Enhancing Detail in Lightroom

Howdy, everybody. It’s a new year — lots of new Lightroom users coming on board these days, and so I thought I’d kick this week off with how I think about “Clarity” (more precisely, the Clarity slider in Lightroom Classic or CC). I think of it’s as the “detail enhancer.” If I want to bring out texture our detail, I know it’s the slider to reach for.

Here’s a bit more in-depth on it, including a tweak I do to get better results:

Here’s our original image (it’s a stock photo from Adobe Stock).

STEP ONE: If I see an image like this which has a lot of texture (the street, the sidewalks, the bricks on the buildings, the metal railings, etc.) I reach for the Clarity Slider to enhance the detail and texture. I cranked it up a lot here (I dragged it over to +74), which works for images that have a lot of hard edges like this. You couldn’t get away using this much on images that have people in them — it makes them look kinda bruised and dirty. You’ll know if you’ve got too far is you start to see dark halos appear around the edges of things in your image. Here I was able to crank it up big time, because of the nature of the image.

STEP TWO: Let’s zoom in (Press Command-+ on Mac or Ctrl-+ on Windows) and then look at a before and after view (press the letter “y” on your keyboard to get to this side-by-side view). The original is on the left, and the version with added Clarity is on the right. One side-effect of applying Clarity is that it tends to make your midtones darker (after all, what clarity does is add Midtone Contrast). You may be totally cool with that, and depending on the image, I often like how those darker midtones look after applying a bunch of Clarity, but if you don’t like how it looks, then go on the next step.

STEP THREE: My fix for the midtones looking darker is to (wait for it…wait for it…) brighten the midtones; dragging the Exposure slider to the right a bit, usually between +20 (as I did here) to +30, but of course, as always (say it with me now), “It just depends on the image.”

Well, there ya have it — short and sweet. I hope that helps those of you who might be hesitant about using Clarity, or maybe you’re hesitant about using a lot of Clarity, but when you use it on the right type of image, it can really make a big difference.

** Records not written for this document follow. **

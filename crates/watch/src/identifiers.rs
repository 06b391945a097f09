//! Newtype domain identifiers.
//!
//! Every resource and chat concept that has an identity is represented as a
//! distinct newtype wrapping a string. This prevents accidentally interchanging,
//! for example, a [`BuildId`] with a [`ProjectName`] even though both are plain
//! strings on the wire.

use serde::{Deserialize, Serialize};

// ---------------------------------------------------------------------------
// Macro for String-wrapped newtypes.
// Generates: struct, new() returning Option<Self>, as_str(), Display.
// ---------------------------------------------------------------------------
macro_rules! string_id {
    (
        $(#[$attr:meta])*
        $name:ident
    ) => {
        $(#[$attr])*
        #[derive(Debug, Clone, PartialEq, Eq, Hash, PartialOrd, Ord, Serialize, Deserialize)]
        pub struct $name(String);

        impl $name {
            /// Creates a new identifier, returning `None` if the value is empty.
            pub fn new(value: impl Into<String>) -> Option<Self> {
                let v = value.into();
                if v.is_empty() { None } else { Some(Self(v)) }
            }

            /// Returns the identifier as a string slice.
            pub fn as_str(&self) -> &str {
                &self.0
            }
        }

        impl std::fmt::Display for $name {
            fn fmt(&self, f: &mut std::fmt::Formatter<'_>) -> std::fmt::Result {
                write!(f, "{}", self.0)
            }
        }
    };
}

// ---------------------------------------------------------------------------
// Build identifiers
// ---------------------------------------------------------------------------

string_id! {
    /// Identifies one build invocation (e.g. `"my-project:0b6c…"`).
    ///
    /// Opaque to Beacon; unique per invocation.
    BuildId
}

string_id! {
    /// Name of a build project.
    ProjectName
}

// ---------------------------------------------------------------------------
// Environment identifiers
// ---------------------------------------------------------------------------

string_id! {
    /// Name of a deployment environment. Unique across the account region.
    EnvironmentName
}

string_id! {
    /// Name of the application an environment belongs to.
    ApplicationName
}

string_id! {
    /// Label of a deployed application version.
    VersionLabel
}

// ---------------------------------------------------------------------------
// Chat identifiers
// ---------------------------------------------------------------------------

string_id! {
    /// A chat channel or direct-message conversation (e.g. `"C0123ABCD"`).
    ChannelId
}

string_id! {
    /// A chat user as known to the chat provider (e.g. `"U0456EFGH"`).
    ChatUserId
}

string_id! {
    /// Email address used to key the permission table.
    UserEmail
}
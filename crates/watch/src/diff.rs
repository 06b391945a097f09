//! The diff engine: compares two snapshots of the same kind.
//!
//! Only additions and status changes are observable. A record that disappears
//! between two polls produces no event.

use std::collections::HashMap;

use crate::{Record, Snapshot};

/// A detected transition between two snapshots of the same kind.
#[derive(Debug, Clone, PartialEq)]
pub enum ChangeEvent<T> {
    /// The key was absent from the previous snapshot.
    Created(T),
    /// The key was present and its status-relevant field differs.
    Updated { previous: T, current: T },
}

impl<T: Record> ChangeEvent<T> {
    /// Returns the record as it is now.
    pub fn current(&self) -> &T {
        match self {
            Self::Created(current) | Self::Updated { current, .. } => current,
        }
    }

    /// Returns the record as it was before, if it existed.
    pub fn previous(&self) -> Option<&T> {
        match self {
            Self::Created(_) => None,
            Self::Updated { previous, .. } => Some(previous),
        }
    }

    /// Returns the identity of the changed record.
    pub fn key(&self) -> &T::Key {
        self.current().key()
    }
}

/// Computes the change events between `old` and `new`, in the order of `new`.
pub fn diff<T: Record>(old: &Snapshot<T>, new: &Snapshot<T>) -> Vec<ChangeEvent<T>> {
    if old.ptr_eq(new) {
        return Vec::new();
    }

    let index: HashMap<&T::Key, &T> = old.iter().map(|record| (record.key(), record)).collect();

    new.iter()
        .filter_map(|current| match index.get(current.key()) {
            None => Some(ChangeEvent::Created(current.clone())),
            Some(previous) if previous.status_field() != current.status_field() => {
                Some(ChangeEvent::Updated {
                    previous: (*previous).clone(),
                    current: current.clone(),
                })
            }
            Some(_) => None,
        })
        .collect()
}

#[cfg(test)]
mod tests {
    use proptest::prelude::*;

    use super::*;
    use crate::{
        ApplicationName, BuildId, BuildRecord, BuildStatus, EnvironmentHealth, EnvironmentName,
        EnvironmentRecord, EnvironmentStatus, ProjectName, VersionLabel,
    };

    fn build(id: &str, status: &str) -> BuildRecord {
        BuildRecord {
            id: BuildId::new(id).unwrap(),
            project_name: ProjectName::new("web").unwrap(),
            status: BuildStatus::from(status),
            start_time: None,
        }
    }

    fn env(name: &str, status: &str, health: &str) -> EnvironmentRecord {
        EnvironmentRecord {
            name: EnvironmentName::new(name).unwrap(),
            application_name: ApplicationName::new("shop").unwrap(),
            health: EnvironmentHealth::from(health),
            status: EnvironmentStatus::new(status),
            version_label: VersionLabel::new("v1"),
            updated_at: None,
        }
    }

    #[test]
    fn status_change_yields_one_update() {
        let old = Snapshot::capture(vec![build("b1", "IN_PROGRESS")]);
        let new = Snapshot::capture(vec![build("b1", "SUCCEEDED")]);

        let events = diff(&old, &new);

        assert_eq!(
            events,
            vec![ChangeEvent::Updated {
                previous: build("b1", "IN_PROGRESS"),
                current: build("b1", "SUCCEEDED"),
            }]
        );
    }

    #[test]
    fn new_key_yields_created() {
        let old = Snapshot::empty();
        let new = Snapshot::capture(vec![build("b2", "IN_PROGRESS")]);

        assert_eq!(diff(&old, &new), vec![ChangeEvent::Created(build("b2", "IN_PROGRESS"))]);
    }

    #[test]
    fn removed_records_are_not_observable() {
        let old = Snapshot::capture(vec![env("e1", "Ready", "Green")]);
        let new = Snapshot::capture(Vec::new());

        assert!(diff(&old, &new).is_empty());
    }

    #[test]
    fn environments_compare_status_not_health() {
        let old = Snapshot::capture(vec![env("e1", "Ready", "Green"), env("e2", "Ready", "Green")]);
        let new = Snapshot::capture(vec![env("e1", "Updating", "Green"), env("e2", "Ready", "Red")]);

        let events = diff(&old, &new);

        assert_eq!(events.len(), 1);
        assert_eq!(events[0].key().as_str(), "e1");
        assert_eq!(events[0].previous().unwrap().status.as_str(), "Ready");
    }

    #[test]
    fn other_attribute_changes_are_ignored() {
        let old = Snapshot::capture(vec![env("e1", "Ready", "Green")]);
        let mut changed = env("e1", "Ready", "Green");
        changed.version_label = VersionLabel::new("v2");
        changed.application_name = ApplicationName::new("other").unwrap();
        let new = Snapshot::capture(vec![changed]);

        assert!(diff(&old, &new).is_empty());
    }

    #[test]
    fn comparison_is_case_sensitive() {
        let old = Snapshot::capture(vec![build("b1", "SUCCEEDED")]);
        let new = Snapshot::capture(vec![build("b1", "succeeded")]);

        assert_eq!(diff(&old, &new).len(), 1);
    }

    #[test]
    fn events_follow_the_order_of_the_new_snapshot() {
        let old = Snapshot::capture(vec![build("b1", "IN_PROGRESS")]);
        let new = Snapshot::capture(vec![
            build("b3", "IN_PROGRESS"),
            build("b1", "FAILED"),
            build("b2", "IN_PROGRESS"),
        ]);

        let keys: Vec<_> = diff(&old, &new).iter().map(|e| e.key().to_string()).collect();
        assert_eq!(keys, ["b3", "b1", "b2"]);
    }

    // -----------------------------------------------------------------------
    // Properties
    // -----------------------------------------------------------------------

    const STATUSES: [&str; 6] = ["IN_PROGRESS", "SUCCEEDED", "FAILED", "FAULT", "TIMED_OUT", "QUEUED"];

    fn arb_builds() -> impl Strategy<Value = Vec<BuildRecord>> {
        prop::collection::vec((0u8..24, 0usize..STATUSES.len()), 0..20).prop_map(|rows| {
            rows.into_iter()
                .map(|(id, status)| build(&format!("b{id}"), STATUSES[status]))
                .collect()
        })
    }

    proptest! {
        #[test]
        fn diff_of_identical_content_is_empty(records in arb_builds()) {
            let a = Snapshot::capture(records.clone());
            let b = Snapshot::capture(records);
            prop_assert!(diff(&a, &a).is_empty());
            prop_assert!(diff(&a, &b).is_empty());
        }

        #[test]
        fn adding_a_fresh_key_creates_exactly_it(records in arb_builds(), status in 0usize..STATUSES.len()) {
            let old = Snapshot::capture(records.clone());
            let fresh = build("fresh", STATUSES[status]);
            let mut grown = records;
            grown.push(fresh.clone());
            let new = Snapshot::capture(grown);

            let events = diff(&old, &new);
            prop_assert_eq!(events, vec![ChangeEvent::Created(fresh)]);
        }

        #[test]
        fn every_event_refers_to_a_record_in_new(old in arb_builds(), new in arb_builds()) {
            let old = Snapshot::capture(old);
            let new = Snapshot::capture(new);
            for event in diff(&old, &new) {
                prop_assert!(new.iter().any(|r| r == event.current()));
                if let Some(previous) = event.previous() {
                    prop_assert_ne!(previous.status_field(), event.current().status_field());
                }
            }
        }
    }
}
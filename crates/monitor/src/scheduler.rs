//! Periodic dispatch of poll cycles.
//!
//! Each watched kind gets its own ticker task. Every tick hands the cycle to a
//! fresh task so a slow fetch never holds up the ticker; the runner's own
//! guard decides whether an overlapping tick is skipped or queued. Kinds never
//! wait on each other.

use std::sync::Arc;
use std::time::Duration;

use tokio::time::{interval, MissedTickBehavior};
use tokio_util::sync::CancellationToken;
use tokio_util::task::TaskTracker;
use tracing::{debug, info, warn};
use watch::Announce;

use crate::CycleRunner;

/// Owns the ticker tasks and the cycles they dispatch.
#[derive(Debug, Default)]
pub struct Scheduler {
    shutdown: CancellationToken,
    tasks: TaskTracker,
}

impl Scheduler {
    pub fn new() -> Self {
        Self::default()
    }

    /// Starts ticking `runner` every `period`. The first tick fires immediately.
    pub fn watch<T: Announce>(&self, runner: Arc<CycleRunner<T>>, period: Duration) {
        let shutdown = self.shutdown.clone();
        let cycles = self.tasks.clone();
        self.tasks.spawn(async move {
            let kind = T::KIND;
            let mut ticker = interval(period);
            ticker.set_missed_tick_behavior(MissedTickBehavior::Delay);
            info!(%kind, ?period, "watch job started");
            loop {
                tokio::select! {
                    () = shutdown.cancelled() => break,
                    _ = ticker.tick() => {
                        let runner = Arc::clone(&runner);
                        cycles.spawn(async move {
                            runner.run_cycle().await;
                        });
                    }
                }
            }
            debug!(%kind, "watch job stopped");
        });
    }

    /// Returns a token that stops every job when cancelled.
    pub fn shutdown_token(&self) -> CancellationToken {
        self.shutdown.clone()
    }

    /// Stops ticking and waits up to `grace` for in-flight cycles to finish.
    ///
    /// Cycles still running after `grace` are abandoned; they hold no state
    /// that outlives them beyond a snapshot swap, which is atomic.
    pub async fn shutdown_with_grace(self, grace: Duration) {
        self.shutdown.cancel();
        self.tasks.close();
        if tokio::time::timeout(grace, self.tasks.wait()).await.is_err() {
            warn!(
                remaining = self.tasks.len(),
                ?grace,
                "in-flight cycles did not finish before shutdown"
            );
        }
    }
}
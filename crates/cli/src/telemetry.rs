//! Tracing subscriber and optional OpenTelemetry export.

use anyhow::Context;
use opentelemetry::trace::TracerProvider as _;
use opentelemetry::KeyValue;
use opentelemetry_otlp::WithExportConfig;
use opentelemetry_sdk::trace::TracerProvider;
use opentelemetry_sdk::{runtime, Resource};
use tracing_subscriber::layer::SubscriberExt;
use tracing_subscriber::util::SubscriberInitExt;
use tracing_subscriber::{fmt, EnvFilter, Layer};

use crate::config::{LogFormat, TelemetrySection};

const SERVICE_NAME: &str = "beacon";

/// Keeps the span exporter alive; call [`TelemetryGuard::shutdown`] before exit
/// so buffered spans are flushed.
#[derive(Debug)]
pub struct TelemetryGuard {
    provider: Option<TracerProvider>,
}

impl TelemetryGuard {
    pub fn shutdown(self) {
        if let Some(provider) = self.provider {
            if let Err(err) = provider.shutdown() {
                tracing::warn!(error = %err, "failed to flush OpenTelemetry spans");
            }
        }
    }
}

/// Installs the global subscriber: `RUST_LOG` filter (default `info`), a JSON
/// or pretty formatter, and an OTLP layer when an endpoint is configured.
pub fn init(config: &TelemetrySection) -> anyhow::Result<TelemetryGuard> {
    let filter = EnvFilter::try_from_default_env().unwrap_or_else(|_| EnvFilter::new("info"));

    let fmt_layer = match config.format {
        LogFormat::Json => fmt::layer().json().with_current_span(true).boxed(),
        LogFormat::Pretty => fmt::layer().pretty().boxed(),
    };

    let provider = config
        .otlp_endpoint
        .as_deref()
        .map(otlp_provider)
        .transpose()?;
    let otel_layer = provider
        .as_ref()
        .map(|p| tracing_opentelemetry::layer().with_tracer(p.tracer(SERVICE_NAME)));

    tracing_subscriber::registry()
        .with(filter)
        .with(fmt_layer)
        .with(otel_layer)
        .try_init()
        .context("failed to install tracing subscriber")?;

    if let Some(endpoint) = &config.otlp_endpoint {
        tracing::info!(%endpoint, "OTLP span exporter initialised");
    }
    Ok(TelemetryGuard { provider })
}

fn otlp_provider(endpoint: &str) -> anyhow::Result<TracerProvider> {
    let exporter = opentelemetry_otlp::SpanExporter::builder()
        .with_tonic()
        .with_endpoint(endpoint)
        .build()
        .with_context(|| format!("failed to build OTLP exporter for {endpoint}"))?;

    let provider = TracerProvider::builder()
        .with_batch_exporter(exporter, runtime::Tokio)
        .with_resource(Resource::new(vec![
            KeyValue::new("service.name", SERVICE_NAME),
            KeyValue::new("service.version", env!("CARGO_PKG_VERSION")),
        ]))
        .build();
    opentelemetry::global::set_tracer_provider(provider.clone());
    Ok(provider)
}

Hope you found that helpful (and if you did, let me know in the comments, so I can do more tutorials like this). It’s a new year, full of opportunities and possibilities, and here’s wish you lots of both. 🙂



P.S. It’s one month ’til Valentine’s Day. Never too early to start planning (said the man who will be married 30-years this September). 👍 



  1. James Mullins 16 January, 2019 at 21:14 Reply

    This article provided some very useful facts on the effects achieved through use of the Clarity control. I would appreciate other such articles.

  2. marc labro 15 January, 2019 at 00:46 Reply

    Hi Scott,
    Thank you for this tuto.
    The trick for darker midtones is very interesting.

    What do you think about Adobe clarity with respect to ON1 dynamic contrast, topaz clarity and precision contrast and Luminar advanced contrast which allow to process small, medium and large details ?
    I often feel frustrated in lightroom having only this unique slider.

    Same stands for local sharpening which uses same parameters than global sharpening.
    I really wonder how the gurus of adobe who promoted small and large details don’t allow to process sharpening global and local independantly.

    best regards

  3. Dennis Zito 14 January, 2019 at 08:59 Reply

    Hi Scott,

    Hey thanks for the tip! One question I have is should you do Sharpening First before using Clarity or does it even matter? I always use LR Sharpening before I do any Clarity or Contrast because of halos and stuff. How do you approach it?



    • Lou 14 January, 2019 at 08:36 Reply

      “You couldn’t get away using this much on images that have people in them — it makes them look kinda bruised and dirty.” How would you improve detail in photos of people?